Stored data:
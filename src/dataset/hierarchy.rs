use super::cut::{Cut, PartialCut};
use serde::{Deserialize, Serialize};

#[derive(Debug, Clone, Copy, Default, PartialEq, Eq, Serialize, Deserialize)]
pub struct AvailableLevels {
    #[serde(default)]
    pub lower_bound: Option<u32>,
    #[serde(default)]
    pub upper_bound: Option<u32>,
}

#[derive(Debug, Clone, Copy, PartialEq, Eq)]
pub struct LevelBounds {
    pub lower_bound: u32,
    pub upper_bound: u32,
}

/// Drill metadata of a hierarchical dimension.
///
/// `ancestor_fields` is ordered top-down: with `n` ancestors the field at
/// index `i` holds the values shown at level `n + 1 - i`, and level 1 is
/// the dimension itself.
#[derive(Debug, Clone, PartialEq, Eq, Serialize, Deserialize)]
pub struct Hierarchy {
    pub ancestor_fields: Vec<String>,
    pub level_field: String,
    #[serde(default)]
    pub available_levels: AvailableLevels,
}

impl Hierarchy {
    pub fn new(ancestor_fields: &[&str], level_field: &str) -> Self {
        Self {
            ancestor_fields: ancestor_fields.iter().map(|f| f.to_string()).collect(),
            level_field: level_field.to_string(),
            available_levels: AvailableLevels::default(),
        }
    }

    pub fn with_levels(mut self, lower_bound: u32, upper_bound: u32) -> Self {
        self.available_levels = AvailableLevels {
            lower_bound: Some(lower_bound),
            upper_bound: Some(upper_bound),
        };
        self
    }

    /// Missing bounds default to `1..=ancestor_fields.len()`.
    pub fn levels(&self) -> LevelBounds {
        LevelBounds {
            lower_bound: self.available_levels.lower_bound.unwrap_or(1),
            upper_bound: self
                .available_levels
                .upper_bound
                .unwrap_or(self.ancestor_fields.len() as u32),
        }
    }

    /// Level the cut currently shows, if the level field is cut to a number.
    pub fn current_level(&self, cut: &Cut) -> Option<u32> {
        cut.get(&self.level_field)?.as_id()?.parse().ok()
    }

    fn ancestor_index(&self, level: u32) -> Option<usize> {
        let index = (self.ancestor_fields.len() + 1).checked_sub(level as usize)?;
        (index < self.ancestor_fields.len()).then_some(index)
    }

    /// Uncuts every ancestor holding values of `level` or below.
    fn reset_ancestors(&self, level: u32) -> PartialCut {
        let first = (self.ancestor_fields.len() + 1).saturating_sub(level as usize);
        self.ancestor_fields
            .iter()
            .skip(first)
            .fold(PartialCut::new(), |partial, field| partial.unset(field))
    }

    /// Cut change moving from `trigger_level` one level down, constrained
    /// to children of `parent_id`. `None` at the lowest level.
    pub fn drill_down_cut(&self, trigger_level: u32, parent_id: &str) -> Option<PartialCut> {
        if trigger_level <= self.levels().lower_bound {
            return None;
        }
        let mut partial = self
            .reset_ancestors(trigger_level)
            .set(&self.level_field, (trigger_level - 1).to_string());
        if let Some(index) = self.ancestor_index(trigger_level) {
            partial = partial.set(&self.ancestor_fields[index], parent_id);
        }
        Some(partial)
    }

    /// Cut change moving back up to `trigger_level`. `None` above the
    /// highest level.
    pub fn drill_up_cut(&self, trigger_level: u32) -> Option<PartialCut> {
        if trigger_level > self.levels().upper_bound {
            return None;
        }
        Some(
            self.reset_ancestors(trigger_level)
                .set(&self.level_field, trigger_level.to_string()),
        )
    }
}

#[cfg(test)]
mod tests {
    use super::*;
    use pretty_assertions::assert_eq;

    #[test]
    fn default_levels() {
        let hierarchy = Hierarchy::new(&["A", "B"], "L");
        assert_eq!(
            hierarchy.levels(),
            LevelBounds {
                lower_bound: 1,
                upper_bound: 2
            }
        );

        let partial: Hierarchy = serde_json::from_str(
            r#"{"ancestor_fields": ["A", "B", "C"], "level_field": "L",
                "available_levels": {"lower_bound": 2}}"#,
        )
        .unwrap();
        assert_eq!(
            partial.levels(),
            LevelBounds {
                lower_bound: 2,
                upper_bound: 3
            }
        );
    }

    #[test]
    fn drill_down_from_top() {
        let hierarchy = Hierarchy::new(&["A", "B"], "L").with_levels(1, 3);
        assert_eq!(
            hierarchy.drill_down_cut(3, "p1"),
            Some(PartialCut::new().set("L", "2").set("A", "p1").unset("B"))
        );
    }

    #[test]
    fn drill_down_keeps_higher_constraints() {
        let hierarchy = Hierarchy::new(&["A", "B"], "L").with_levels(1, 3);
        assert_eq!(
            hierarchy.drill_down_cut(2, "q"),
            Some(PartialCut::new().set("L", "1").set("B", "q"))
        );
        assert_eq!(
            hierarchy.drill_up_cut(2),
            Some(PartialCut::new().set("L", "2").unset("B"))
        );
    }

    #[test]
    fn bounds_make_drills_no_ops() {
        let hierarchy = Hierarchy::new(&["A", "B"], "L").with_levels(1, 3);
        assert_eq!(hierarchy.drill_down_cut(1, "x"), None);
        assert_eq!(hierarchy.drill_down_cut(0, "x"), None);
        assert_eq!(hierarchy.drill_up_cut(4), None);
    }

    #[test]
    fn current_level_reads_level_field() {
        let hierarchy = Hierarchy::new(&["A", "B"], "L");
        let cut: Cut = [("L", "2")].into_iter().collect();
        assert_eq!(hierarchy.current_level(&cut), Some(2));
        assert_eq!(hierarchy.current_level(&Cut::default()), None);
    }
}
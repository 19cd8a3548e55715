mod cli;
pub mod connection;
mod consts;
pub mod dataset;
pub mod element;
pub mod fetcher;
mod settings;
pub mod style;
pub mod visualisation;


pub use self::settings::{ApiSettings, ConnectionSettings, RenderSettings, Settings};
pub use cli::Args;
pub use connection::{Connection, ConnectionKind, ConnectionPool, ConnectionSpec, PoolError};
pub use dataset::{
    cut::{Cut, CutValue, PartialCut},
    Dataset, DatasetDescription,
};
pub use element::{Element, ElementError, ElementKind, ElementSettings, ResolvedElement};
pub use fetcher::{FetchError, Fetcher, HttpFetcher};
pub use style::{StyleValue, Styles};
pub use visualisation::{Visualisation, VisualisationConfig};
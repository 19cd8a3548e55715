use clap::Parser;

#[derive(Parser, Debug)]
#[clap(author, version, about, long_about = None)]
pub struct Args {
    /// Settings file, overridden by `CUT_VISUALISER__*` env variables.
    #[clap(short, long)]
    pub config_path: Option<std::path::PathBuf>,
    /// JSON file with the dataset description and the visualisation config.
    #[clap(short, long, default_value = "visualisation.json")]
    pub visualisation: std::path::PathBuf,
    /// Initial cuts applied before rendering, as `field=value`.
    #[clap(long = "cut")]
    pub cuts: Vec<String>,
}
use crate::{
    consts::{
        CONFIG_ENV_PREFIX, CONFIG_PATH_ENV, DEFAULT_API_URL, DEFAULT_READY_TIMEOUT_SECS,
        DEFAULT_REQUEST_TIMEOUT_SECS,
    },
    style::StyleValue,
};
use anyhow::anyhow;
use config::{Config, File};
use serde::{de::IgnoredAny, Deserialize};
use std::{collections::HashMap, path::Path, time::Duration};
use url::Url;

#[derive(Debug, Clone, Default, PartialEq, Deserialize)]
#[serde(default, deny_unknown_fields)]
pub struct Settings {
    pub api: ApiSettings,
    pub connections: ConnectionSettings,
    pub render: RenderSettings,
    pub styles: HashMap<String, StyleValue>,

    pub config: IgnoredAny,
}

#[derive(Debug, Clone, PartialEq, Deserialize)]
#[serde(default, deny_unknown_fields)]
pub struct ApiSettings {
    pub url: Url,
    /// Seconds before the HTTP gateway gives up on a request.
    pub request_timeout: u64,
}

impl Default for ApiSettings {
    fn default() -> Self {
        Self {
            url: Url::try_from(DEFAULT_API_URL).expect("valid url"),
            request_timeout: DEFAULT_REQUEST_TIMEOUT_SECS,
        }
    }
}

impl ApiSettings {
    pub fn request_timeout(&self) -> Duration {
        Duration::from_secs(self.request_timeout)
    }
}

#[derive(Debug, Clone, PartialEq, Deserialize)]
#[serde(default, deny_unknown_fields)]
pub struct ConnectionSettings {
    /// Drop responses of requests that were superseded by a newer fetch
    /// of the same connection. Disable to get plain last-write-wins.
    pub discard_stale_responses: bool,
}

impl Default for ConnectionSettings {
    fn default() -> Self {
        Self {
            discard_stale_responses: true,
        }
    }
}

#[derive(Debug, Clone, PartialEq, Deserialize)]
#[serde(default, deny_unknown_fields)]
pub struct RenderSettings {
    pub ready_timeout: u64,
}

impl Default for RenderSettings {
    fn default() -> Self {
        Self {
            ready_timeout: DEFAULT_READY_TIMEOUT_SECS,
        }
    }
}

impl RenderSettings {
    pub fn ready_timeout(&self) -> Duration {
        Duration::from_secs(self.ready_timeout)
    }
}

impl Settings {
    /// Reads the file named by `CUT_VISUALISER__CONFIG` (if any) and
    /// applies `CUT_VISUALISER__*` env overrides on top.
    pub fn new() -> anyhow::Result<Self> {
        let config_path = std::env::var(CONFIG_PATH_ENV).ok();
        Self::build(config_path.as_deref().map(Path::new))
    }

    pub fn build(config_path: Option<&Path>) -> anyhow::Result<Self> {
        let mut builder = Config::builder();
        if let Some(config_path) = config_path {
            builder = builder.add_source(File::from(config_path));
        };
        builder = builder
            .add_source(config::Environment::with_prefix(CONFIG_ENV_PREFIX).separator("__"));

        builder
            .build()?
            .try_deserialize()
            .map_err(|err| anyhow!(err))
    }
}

--

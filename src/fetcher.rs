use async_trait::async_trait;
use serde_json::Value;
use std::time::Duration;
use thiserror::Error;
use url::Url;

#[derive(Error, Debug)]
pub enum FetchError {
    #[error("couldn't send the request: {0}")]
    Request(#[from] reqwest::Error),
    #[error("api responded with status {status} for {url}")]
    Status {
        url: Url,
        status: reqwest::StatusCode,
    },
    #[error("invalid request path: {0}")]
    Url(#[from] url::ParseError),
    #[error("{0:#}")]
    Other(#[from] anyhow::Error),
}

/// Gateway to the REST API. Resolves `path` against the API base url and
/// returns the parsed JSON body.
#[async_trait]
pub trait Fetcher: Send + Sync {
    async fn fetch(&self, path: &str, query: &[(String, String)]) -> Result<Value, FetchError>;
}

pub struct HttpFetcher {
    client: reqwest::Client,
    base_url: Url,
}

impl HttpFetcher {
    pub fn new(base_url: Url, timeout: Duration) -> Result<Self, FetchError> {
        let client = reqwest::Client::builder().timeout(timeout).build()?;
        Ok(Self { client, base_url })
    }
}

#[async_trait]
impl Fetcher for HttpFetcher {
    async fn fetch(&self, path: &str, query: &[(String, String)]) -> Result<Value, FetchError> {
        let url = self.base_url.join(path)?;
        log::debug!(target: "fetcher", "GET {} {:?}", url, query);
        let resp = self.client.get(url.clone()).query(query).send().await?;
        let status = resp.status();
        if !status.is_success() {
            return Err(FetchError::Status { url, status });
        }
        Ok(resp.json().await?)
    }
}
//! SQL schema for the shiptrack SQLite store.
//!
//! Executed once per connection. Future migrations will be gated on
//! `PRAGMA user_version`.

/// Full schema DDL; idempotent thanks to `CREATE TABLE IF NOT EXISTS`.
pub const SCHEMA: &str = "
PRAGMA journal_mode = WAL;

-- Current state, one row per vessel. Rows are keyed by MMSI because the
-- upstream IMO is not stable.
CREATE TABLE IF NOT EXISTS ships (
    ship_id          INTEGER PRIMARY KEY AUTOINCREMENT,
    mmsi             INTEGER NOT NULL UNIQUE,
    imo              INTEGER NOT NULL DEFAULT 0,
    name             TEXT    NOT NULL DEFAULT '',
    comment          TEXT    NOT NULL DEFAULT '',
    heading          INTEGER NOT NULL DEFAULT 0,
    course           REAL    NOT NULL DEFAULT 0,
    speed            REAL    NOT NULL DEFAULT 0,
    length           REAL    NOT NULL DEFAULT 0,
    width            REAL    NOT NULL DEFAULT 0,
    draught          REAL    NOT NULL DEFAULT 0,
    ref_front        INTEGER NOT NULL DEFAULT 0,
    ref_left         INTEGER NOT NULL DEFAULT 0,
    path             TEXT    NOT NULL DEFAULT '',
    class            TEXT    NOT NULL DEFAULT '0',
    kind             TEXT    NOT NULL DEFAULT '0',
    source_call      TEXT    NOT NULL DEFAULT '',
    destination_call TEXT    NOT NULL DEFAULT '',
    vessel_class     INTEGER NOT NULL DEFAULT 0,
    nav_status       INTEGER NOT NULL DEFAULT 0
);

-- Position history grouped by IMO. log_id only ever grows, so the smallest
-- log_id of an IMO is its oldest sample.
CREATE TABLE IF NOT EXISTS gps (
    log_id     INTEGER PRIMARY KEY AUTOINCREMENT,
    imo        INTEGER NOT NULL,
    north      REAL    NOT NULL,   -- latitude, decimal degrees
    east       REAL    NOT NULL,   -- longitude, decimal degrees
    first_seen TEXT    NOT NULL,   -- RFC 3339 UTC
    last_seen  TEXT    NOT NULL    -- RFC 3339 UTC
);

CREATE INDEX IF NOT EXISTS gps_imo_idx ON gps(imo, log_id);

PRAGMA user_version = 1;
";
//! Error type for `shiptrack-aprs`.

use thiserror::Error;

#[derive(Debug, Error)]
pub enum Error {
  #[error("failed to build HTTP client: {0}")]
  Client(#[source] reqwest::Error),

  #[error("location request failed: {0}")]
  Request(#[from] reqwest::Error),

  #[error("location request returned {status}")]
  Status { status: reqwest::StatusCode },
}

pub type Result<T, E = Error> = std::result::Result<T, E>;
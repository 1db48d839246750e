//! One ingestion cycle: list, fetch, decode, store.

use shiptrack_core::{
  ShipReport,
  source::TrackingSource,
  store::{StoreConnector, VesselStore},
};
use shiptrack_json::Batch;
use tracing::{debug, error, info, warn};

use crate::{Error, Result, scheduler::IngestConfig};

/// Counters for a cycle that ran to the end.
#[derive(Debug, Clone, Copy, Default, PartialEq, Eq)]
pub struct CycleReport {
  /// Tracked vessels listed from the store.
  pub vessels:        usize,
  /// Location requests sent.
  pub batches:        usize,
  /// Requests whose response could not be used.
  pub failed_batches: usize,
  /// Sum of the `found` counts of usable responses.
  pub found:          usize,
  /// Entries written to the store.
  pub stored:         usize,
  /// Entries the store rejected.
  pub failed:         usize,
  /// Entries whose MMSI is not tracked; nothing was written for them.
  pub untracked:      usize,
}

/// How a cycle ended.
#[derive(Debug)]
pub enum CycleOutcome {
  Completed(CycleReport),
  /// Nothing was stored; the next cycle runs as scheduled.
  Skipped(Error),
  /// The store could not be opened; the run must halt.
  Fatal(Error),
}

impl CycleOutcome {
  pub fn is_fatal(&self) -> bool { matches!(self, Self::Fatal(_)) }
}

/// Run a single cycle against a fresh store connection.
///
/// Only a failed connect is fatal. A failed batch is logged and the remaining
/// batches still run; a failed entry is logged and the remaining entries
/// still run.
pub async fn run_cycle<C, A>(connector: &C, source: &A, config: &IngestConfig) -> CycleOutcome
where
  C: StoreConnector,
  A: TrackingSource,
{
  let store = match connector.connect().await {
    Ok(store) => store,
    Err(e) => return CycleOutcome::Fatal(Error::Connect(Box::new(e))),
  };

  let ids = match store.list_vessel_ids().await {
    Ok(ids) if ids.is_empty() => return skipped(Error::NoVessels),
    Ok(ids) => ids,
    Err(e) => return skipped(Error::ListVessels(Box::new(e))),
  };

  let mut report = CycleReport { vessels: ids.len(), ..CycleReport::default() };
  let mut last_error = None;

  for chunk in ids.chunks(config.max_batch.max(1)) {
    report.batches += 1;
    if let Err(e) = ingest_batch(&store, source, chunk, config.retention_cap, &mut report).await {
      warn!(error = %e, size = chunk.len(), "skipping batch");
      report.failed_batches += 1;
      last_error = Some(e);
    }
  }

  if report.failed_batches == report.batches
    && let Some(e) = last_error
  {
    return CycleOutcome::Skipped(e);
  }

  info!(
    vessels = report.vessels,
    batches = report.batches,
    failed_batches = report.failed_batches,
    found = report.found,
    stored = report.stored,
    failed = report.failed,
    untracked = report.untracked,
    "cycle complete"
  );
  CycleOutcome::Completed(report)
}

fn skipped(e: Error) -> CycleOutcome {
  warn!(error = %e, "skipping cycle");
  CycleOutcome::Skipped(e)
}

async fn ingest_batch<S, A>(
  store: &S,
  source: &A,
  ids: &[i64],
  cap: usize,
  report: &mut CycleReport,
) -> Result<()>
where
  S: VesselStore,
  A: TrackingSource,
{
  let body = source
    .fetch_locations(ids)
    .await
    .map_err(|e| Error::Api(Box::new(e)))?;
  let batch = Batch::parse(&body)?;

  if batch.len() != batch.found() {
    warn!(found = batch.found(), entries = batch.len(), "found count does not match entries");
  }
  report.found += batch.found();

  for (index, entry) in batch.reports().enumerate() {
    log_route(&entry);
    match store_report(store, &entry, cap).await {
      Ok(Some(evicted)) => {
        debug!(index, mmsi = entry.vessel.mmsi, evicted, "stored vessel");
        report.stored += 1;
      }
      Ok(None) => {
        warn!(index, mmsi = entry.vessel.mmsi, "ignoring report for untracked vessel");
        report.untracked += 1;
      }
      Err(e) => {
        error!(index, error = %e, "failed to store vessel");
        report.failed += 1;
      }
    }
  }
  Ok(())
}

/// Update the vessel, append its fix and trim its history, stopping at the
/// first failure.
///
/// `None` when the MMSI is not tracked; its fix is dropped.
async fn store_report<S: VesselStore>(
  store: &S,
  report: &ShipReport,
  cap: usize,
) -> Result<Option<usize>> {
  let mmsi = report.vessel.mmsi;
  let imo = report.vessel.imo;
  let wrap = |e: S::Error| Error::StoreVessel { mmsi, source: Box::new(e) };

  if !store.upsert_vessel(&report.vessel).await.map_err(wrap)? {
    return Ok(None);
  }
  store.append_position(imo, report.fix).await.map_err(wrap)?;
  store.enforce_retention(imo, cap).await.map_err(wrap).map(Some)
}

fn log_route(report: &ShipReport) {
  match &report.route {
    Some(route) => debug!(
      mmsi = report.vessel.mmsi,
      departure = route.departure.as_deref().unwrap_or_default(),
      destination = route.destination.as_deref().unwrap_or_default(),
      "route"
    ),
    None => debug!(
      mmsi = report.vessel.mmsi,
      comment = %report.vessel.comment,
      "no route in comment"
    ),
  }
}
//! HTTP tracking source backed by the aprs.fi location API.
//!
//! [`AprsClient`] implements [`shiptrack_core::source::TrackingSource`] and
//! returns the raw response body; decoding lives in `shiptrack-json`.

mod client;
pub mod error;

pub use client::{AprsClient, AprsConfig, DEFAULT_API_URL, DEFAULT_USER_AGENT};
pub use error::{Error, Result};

→ **Exercise directions**:
Read through the data above. Report each line that has the word "body".

→ **Response area**:
/// returns the parsed JSON body.
  let body = source
  let batch = Batch::parse(&body)?;
//! returns the raw response body; decoding lives in `shiptrack-json`.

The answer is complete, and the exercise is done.